The registration has to go inside the AddUmbracoCommerce(...) callback in a composer — that’s a common gotcha; registered on the bare IUmbracoBuilder it compiles but never fires:
public class CommerceComposer : IComposer
{
public void Compose(IUmbracoBuilder builder)
{
builder.AddUmbracoCommerce(commerceBuilder =>
{
commerceBuilder
.WithNotificationEvent<CartAbandonedNotification>()
.RegisterHandler<AbandonedCartHandler>();
});
}
}
And the handler, with the member-flag check:
public class AbandonedCartHandler : NotificationEventHandlerBase<CartAbandonedNotification>
{
private readonly IServiceProvider _serviceProvider;
public AbandonedCartHandler(IServiceProvider serviceProvider)
=> _serviceProvider = serviceProvider;
public override void Handle(CartAbandonedNotification evt)
{
using var scope = _serviceProvider.CreateScope();
var orderService = scope.ServiceProvider.GetRequiredService<IOrderService>();
var memberService = scope.ServiceProvider.GetRequiredService<IMemberService>();
foreach (var orderId in evt.OrderIds)
{
var order = orderService.GetOrder(orderId);
if (order?.CustomerInfo is null) continue;
// however you've stored the member reference on the order at checkout
if (!Guid.TryParse(order.CustomerInfo.CustomerReference, out var memberKey))

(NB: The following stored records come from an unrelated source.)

//! Mooring layout scoring
//!
//! Turns a validated [`MooringConfiguration`] and a turbine count into an
//! [`EvaluationResult`]. Everything in here is a pure function of its
//! arguments.
//!
//! # Formulas
//!
//! ```text
//! Total Cost       = cost_per_unit × turbines                 (M USD, 2 dp)
//! Seabed Footprint = anchors_per_turbine × turbines × 20      (m², 2 dp)
//! Coupling Penalty = 0.3 if dynamically coupled, else 0.0
//! Risk Index       = clamp(3 - [resilience = High] + [complexity = High], 1, 5)
//! ```
//!
//! # Pipeline
//!
//! 1. [`validate_for_run`] every configuration against the turbine count
//!    (fail fast, nothing is summarized if any configuration is invalid)
//! 2. [`summarize`] each configuration in input order
//!
//! [`evaluate_all`] runs both steps.
//!
//! [`MooringConfiguration`]: crate::models::MooringConfiguration
//! [`EvaluationResult`]: crate::models::EvaluationResult

mod metrics;
mod summarizer;
mod validator;

pub use metrics::{
    coupling_penalty, risk_index, round2, seabed_footprint, total_cost, COUPLING_PENALTY,
    FOOTPRINT_PER_ANCHOR_M2, HIGH_LEVEL, RISK_BASE, RISK_MAX, RISK_MIN,
};
pub use summarizer::{evaluate_all, summarize};
pub use validator::{validate, validate_for_run};

use crate::models::Layout;
use thiserror::Error;

/// Errors raised while evaluating configurations
#[derive(Error, Debug, Clone, PartialEq)]
pub enum EvaluationError {
    #[error("Invalid {label} configuration: {reason}")]
    ConfigurationInvalid { label: Layout, reason: String },
}

impl EvaluationError {
    pub(crate) fn invalid(label: Layout, reason: impl Into<String>) -> Self {
        EvaluationError::ConfigurationInvalid {
            label,
            reason: reason.into(),
        }
    }
}

pub type EvalResult<T> = Result<T, EvaluationError>;
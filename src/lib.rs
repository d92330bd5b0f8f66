//! moorcompare - Baseline vs shared mooring comparison
//!
//! A back-of-envelope calculator for floating offshore wind farms. Two
//! mooring layouts are validated, scored with closed-form estimates
//! (cost, seabed footprint, coupling penalty, risk index) and reported as a
//! table, a CSV file and two SVG bar charts.
//!
//! ```
//! use moorcompare::models::MooringConfiguration;
//! use moorcompare::scoring::evaluate_all;
//!
//! let configs = [MooringConfiguration::baseline(), MooringConfiguration::shared()];
//! let results = evaluate_all(&configs, 10).unwrap();
//! assert_eq!(results[0].total_cost, 30.0);
//! assert_eq!(results[1].risk_index, 2);
//! ```

pub mod cli;
pub mod config;
pub mod models;
pub mod reporters;
pub mod scoring;
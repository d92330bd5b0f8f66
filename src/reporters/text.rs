//! Text (terminal) reporter with colors and formatting

use super::{row_cells, COLUMNS};
use crate::models::ComparisonReport;
use anyhow::Result;
use console::{style, StyledObject};

/// Risk colors: green for low, yellow for mid, red for high
fn risk_style(cell: String, risk: u8) -> StyledObject<String> {
    match risk {
        1 | 2 => style(cell).green(),
        3 => style(cell).yellow(),
        _ => style(cell).red(),
    }
}

/// Render report as an aligned terminal table
pub fn render(report: &ComparisonReport) -> Result<String> {
    let rows: Vec<[String; 11]> = report.results.iter().map(row_cells).collect();

    let widths: Vec<usize> = COLUMNS
        .iter()
        .enumerate()
        .map(|(i, header)| {
            rows.iter()
                .map(|row| row[i].chars().count())
                .chain(std::iter::once(header.chars().count()))
                .max()
                .unwrap_or(0)
        })
        .collect();

    let mut out = String::new();

    out.push_str(&format!(
        "\n{}  {}\n",
        style("Mooring Configuration Comparison").bold(),
        style(format!("({} turbines)", report.turbines)).dim()
    ));

    let header: Vec<String> = COLUMNS
        .iter()
        .zip(&widths)
        .map(|(h, &w)| pad(h, w))
        .collect();
    out.push_str(&format!("{}\n", style(header.join("  ")).bold()));

    let rule_len = widths.iter().sum::<usize>() + 2 * widths.len().saturating_sub(1);
    out.push_str(&format!("{}\n", style("─".repeat(rule_len)).dim()));

    for (result, row) in report.results.iter().zip(&rows) {
        let last = row.len() - 1;
        let mut cells: Vec<String> = Vec::with_capacity(row.len());
        for (i, cell) in row.iter().enumerate() {
            let padded = pad(cell, widths[i]);
            let styled = if i == 0 {
                style(padded).cyan().to_string()
            } else if i == last {
                risk_style(padded, result.risk_index).to_string()
            } else {
                padded
            };
            cells.push(styled);
        }
        out.push_str(cells.join("  ").trim_end());
        out.push('\n');
    }

    Ok(out)
}

/// Left-align to `width` display characters
fn pad(cell: &str, width: usize) -> String {
    let len = cell.chars().count();
    format!("{}{}", cell, " ".repeat(width.saturating_sub(len)))
}
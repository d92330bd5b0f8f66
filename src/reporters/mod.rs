//! Output reporters for moorcompare results
//!
//! Supports multiple output formats:
//! - `text` - Aligned terminal table with colors
//! - `json` - Machine-readable JSON
//! - `markdown` - GitHub-flavored Markdown table
//! - `csv` - Comparison table as CSV (also written to the output directory)
//!
//! Bar charts live in [`chart`].

pub mod chart;
mod csv;
mod json;
mod markdown;
mod text;

use crate::models::{ComparisonReport, EvaluationResult};
use anyhow::{anyhow, Result};
use std::str::FromStr;

/// Column headers shared by every tabular reporter
pub const COLUMNS: [&str; 11] = [
    "Configuration",
    "Lines/Turbine",
    "Anchors/Turbine",
    "Material Efficiency",
    "Installation Complexity",
    "Dynamic Coupling",
    "Failure Resilience",
    "Total Estimated Cost (M USD)",
    "Seabed Footprint (m²)",
    "Coupling Penalty",
    "Risk Index (1-5)",
];

/// Supported output formats
#[derive(Debug, Clone, Copy, PartialEq, Eq)]
pub enum OutputFormat {
    Text,
    Json,
    Markdown,
    Csv,
}

impl FromStr for OutputFormat {
    type Err = anyhow::Error;

    fn from_str(s: &str) -> Result<Self, Self::Err> {
        match s.to_lowercase().as_str() {
            "text" | "txt" | "terminal" => Ok(OutputFormat::Text),
            "json" => Ok(OutputFormat::Json),
            "markdown" | "md" => Ok(OutputFormat::Markdown),
            "csv" => Ok(OutputFormat::Csv),
            _ => Err(anyhow!(
                "Unknown format '{}'. Valid formats: text, json, markdown, csv",
                s
            )),
        }
    }
}

impl std::fmt::Display for OutputFormat {
    fn fmt(&self, f: &mut std::fmt::Formatter<'_>) -> std::fmt::Result {
        match self {
            OutputFormat::Text => write!(f, "text"),
            OutputFormat::Json => write!(f, "json"),
            OutputFormat::Markdown => write!(f, "markdown"),
            OutputFormat::Csv => write!(f, "csv"),
        }
    }
}

/// Render a comparison report using an OutputFormat enum
pub fn report_with_format(report: &ComparisonReport, format: OutputFormat) -> Result<String> {
    match format {
        OutputFormat::Text => text::render(report),
        OutputFormat::Json => json::render(report),
        OutputFormat::Markdown => markdown::render(report),
        OutputFormat::Csv => csv::render(report),
    }
}

/// Format a number the way the table shows it: always at least one
/// decimal place (`3.0`, `0.3`, `600.0`)
pub(crate) fn format_number(value: f64) -> String {
    let s = value.to_string();
    if value.is_finite() && !s.contains('.') && !s.contains('e') {
        format!("{s}.0")
    } else {
        s
    }
}

/// One result as display cells, in [`COLUMNS`] order
pub(crate) fn row_cells(result: &EvaluationResult) -> [String; 11] {
    [
        result.configuration.to_string(),
        format_number(result.lines_per_turbine),
        format_number(result.anchors_per_turbine),
        result.material_efficiency.clone(),
        result.installation_complexity.clone(),
        result.dynamic_coupling.clone(),
        result.failure_resilience.clone(),
        format_number(result.total_cost),
        format_number(result.seabed_footprint),
        format_number(result.coupling_penalty),
        result.risk_index.to_string(),
    ]
}
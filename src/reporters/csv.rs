//! CSV reporter
//!
//! One header row followed by one row per configuration, in report order.
//! Fields containing commas, quotes, or line breaks are quoted (RFC 4180).

use super::{row_cells, COLUMNS};
use crate::models::ComparisonReport;
use anyhow::Result;

/// Render report as CSV
pub fn render(report: &ComparisonReport) -> Result<String> {
    let mut out = String::new();
    push_record(&mut out, COLUMNS.iter().copied());
    for result in &report.results {
        let cells = row_cells(result);
        push_record(&mut out, cells.iter().map(String::as_str));
    }
    Ok(out)
}

fn push_record<'a>(out: &mut String, fields: impl Iterator<Item = &'a str>) {
    let line: Vec<String> = fields.map(escape_field).collect();
    out.push_str(&line.join(","));
    out.push('\n');
}

fn escape_field(field: &str) -> String {
    if field.contains([',', '"', '\n', '\r']) {
        format!("\"{}\"", field.replace('"', "\"\""))
    } else {
        field.to_string()
    }
}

continue; // guest checkout -> skip
var member = memberService.GetByKey(memberKey);
if (member is null) continue;
// opt-out style: skip if they've ticked the box
if (member.GetValue<bool>("disallowAbandonedCartEmail")) continue;
// (or opt-in: if (!member.GetValue<bool>("allowAbandonedCartEmail")) continue;)
// send your email here
}
}
}
Two things to check on your side:
How the member is attached to the order at checkout. I’ve used CustomerInfo.CustomerReference above, but check what you actually set when the member places the order — it might be a custom order property or an email match against IMemberService. That lookup is the bit to get right.
One honest caveat: I’m confident clearing the template stops the native send (the docs note that with no template, no email goes out but notifications/webhooks still fire), but I haven’t seen it confirmed whether the notification fires alongside the built-in send or instead of it. So test it — clear the template, trigger an abandoned cart, and make sure no duplicate native email goes out. If it does, we can dig further.
The one trade-off is you lose the built-in conversion-rate widget tracking, since that’s tied to Commerce sending the email itself. If you rely on that, worth factoring in.
Hi @justin-nevitech
Thanks for this solution. I might try this one.
Yesterday, a colleague of mine came up with another possible solution. He made a new Pipeline Task, which he inserted before the RaiseSendingEventTask within the EmailPipeline.
In this task, we check the member, and if this member shouldn’t be e-mailed a notification, it returns a Fail result.
This seems to work, although I don’t know if this conflicts with the conversion-rate.